### Problem requirements
Isolate every line in the records below with "SessionDescription" in it.

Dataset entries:
──────
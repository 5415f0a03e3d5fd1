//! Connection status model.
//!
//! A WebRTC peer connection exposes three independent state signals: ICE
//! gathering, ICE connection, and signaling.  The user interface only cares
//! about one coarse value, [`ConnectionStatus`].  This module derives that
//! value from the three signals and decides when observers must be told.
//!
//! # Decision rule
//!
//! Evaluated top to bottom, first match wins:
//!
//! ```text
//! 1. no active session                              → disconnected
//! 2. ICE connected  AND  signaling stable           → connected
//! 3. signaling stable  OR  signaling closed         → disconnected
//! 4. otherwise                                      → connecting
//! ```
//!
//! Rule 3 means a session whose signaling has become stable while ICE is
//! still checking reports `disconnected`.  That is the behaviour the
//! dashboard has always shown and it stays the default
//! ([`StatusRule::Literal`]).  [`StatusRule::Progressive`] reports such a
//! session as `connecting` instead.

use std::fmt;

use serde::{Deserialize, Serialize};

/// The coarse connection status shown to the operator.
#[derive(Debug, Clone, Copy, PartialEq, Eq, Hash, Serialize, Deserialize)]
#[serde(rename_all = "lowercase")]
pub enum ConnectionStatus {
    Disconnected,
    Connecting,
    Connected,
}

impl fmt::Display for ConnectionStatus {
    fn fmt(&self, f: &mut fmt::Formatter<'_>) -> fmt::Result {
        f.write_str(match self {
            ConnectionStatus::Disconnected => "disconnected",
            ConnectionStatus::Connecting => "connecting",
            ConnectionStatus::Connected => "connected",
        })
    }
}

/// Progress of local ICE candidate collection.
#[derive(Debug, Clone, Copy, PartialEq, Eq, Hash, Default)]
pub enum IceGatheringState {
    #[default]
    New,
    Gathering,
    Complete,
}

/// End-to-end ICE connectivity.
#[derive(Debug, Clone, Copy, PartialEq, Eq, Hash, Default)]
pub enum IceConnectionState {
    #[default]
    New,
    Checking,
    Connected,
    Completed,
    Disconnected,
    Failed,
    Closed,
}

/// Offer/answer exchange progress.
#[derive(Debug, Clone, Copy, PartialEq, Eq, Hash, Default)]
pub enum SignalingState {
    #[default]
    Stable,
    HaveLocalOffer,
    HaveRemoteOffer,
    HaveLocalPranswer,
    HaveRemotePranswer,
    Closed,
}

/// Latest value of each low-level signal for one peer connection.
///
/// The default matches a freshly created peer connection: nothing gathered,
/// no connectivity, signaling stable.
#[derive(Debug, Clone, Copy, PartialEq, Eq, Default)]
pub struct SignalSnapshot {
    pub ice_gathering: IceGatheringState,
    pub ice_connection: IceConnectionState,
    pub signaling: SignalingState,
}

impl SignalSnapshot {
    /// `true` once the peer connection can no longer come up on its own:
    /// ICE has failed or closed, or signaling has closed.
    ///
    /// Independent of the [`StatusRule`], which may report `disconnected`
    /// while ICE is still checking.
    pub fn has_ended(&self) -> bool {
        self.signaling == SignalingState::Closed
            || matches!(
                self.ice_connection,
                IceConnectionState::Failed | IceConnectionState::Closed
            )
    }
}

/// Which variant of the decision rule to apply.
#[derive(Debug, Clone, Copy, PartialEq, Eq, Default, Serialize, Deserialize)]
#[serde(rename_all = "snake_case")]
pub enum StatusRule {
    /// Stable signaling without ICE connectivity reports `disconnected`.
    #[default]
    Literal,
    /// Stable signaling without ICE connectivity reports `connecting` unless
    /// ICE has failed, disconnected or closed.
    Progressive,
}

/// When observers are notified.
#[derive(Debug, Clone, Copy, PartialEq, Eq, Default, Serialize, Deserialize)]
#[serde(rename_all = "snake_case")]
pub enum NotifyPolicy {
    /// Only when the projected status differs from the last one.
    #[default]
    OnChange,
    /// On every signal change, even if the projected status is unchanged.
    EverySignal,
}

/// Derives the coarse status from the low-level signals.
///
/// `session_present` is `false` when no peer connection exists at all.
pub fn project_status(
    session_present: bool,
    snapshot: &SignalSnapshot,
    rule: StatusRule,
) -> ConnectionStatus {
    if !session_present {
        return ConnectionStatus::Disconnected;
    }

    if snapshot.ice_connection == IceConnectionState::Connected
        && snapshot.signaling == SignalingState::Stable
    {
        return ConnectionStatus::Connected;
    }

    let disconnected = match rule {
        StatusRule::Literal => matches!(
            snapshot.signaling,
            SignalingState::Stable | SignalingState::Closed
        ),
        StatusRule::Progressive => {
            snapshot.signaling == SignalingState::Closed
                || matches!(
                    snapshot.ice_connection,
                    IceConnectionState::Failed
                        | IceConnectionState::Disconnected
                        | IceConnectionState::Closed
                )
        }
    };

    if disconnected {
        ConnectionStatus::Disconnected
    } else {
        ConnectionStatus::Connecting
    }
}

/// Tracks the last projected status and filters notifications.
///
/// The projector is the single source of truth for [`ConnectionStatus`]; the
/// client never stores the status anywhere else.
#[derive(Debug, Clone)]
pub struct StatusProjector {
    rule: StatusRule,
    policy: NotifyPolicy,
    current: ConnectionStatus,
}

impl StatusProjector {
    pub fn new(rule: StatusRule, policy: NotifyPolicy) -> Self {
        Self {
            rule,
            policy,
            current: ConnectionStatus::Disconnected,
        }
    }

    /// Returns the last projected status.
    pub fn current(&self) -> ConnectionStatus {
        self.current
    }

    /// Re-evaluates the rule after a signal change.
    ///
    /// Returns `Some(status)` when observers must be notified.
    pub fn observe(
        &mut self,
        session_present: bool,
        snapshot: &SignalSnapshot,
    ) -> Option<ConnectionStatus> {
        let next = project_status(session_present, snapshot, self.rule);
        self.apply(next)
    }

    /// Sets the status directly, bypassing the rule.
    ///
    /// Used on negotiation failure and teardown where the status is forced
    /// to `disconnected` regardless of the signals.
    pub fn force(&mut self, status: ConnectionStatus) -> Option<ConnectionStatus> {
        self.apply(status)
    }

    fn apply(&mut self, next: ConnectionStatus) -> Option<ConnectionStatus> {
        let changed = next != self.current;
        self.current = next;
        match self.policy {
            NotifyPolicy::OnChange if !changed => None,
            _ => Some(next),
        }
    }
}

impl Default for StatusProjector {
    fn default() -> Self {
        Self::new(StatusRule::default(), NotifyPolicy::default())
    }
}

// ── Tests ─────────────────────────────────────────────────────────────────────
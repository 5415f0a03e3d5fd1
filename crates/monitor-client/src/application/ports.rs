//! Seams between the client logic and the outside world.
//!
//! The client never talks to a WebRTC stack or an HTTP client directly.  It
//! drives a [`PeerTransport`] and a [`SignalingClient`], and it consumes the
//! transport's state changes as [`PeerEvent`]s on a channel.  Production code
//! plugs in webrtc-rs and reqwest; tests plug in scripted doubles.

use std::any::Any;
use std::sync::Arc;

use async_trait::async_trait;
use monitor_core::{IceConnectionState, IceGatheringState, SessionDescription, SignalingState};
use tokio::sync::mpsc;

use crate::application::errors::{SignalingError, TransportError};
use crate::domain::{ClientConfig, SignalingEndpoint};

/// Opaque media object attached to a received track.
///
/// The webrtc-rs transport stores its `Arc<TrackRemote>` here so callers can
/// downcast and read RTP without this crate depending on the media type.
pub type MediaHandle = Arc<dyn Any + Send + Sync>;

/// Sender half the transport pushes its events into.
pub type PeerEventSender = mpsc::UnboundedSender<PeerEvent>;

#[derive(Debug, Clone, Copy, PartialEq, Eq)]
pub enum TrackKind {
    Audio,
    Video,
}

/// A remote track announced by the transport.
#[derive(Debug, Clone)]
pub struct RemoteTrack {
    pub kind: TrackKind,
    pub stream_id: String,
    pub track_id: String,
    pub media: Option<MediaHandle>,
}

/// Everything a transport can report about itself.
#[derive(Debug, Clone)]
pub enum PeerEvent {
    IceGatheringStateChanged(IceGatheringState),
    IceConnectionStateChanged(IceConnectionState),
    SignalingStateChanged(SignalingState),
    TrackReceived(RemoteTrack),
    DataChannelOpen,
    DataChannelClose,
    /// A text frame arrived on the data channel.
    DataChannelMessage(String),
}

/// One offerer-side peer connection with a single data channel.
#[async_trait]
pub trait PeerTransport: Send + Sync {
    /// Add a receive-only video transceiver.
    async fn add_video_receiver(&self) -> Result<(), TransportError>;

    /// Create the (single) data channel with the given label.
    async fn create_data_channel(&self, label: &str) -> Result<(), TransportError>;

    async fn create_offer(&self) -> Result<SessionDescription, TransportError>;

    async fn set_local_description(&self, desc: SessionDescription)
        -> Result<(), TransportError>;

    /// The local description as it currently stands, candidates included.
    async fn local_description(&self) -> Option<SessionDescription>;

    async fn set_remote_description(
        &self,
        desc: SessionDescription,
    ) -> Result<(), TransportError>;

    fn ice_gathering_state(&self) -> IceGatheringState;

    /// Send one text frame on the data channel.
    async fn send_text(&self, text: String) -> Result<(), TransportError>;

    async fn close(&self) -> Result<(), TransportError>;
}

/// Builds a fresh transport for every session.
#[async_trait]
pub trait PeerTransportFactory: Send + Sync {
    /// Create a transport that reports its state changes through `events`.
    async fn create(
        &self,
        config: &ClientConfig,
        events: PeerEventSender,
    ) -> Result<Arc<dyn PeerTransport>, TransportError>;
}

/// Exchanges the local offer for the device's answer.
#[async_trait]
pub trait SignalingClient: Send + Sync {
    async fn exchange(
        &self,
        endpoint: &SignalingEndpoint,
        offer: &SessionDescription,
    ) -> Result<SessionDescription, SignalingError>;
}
──────
### Solution
use monitor_core::{IceConnectionState, IceGatheringState, SessionDescription, SignalingState};
    async fn create_offer(&self) -> Result<SessionDescription, TransportError>;
    async fn set_local_description(&self, desc: SessionDescription)
    async fn local_description(&self) -> Option<SessionDescription>;
        desc: SessionDescription,
        offer: &SessionDescription,
    ) -> Result<SessionDescription, SignalingError>;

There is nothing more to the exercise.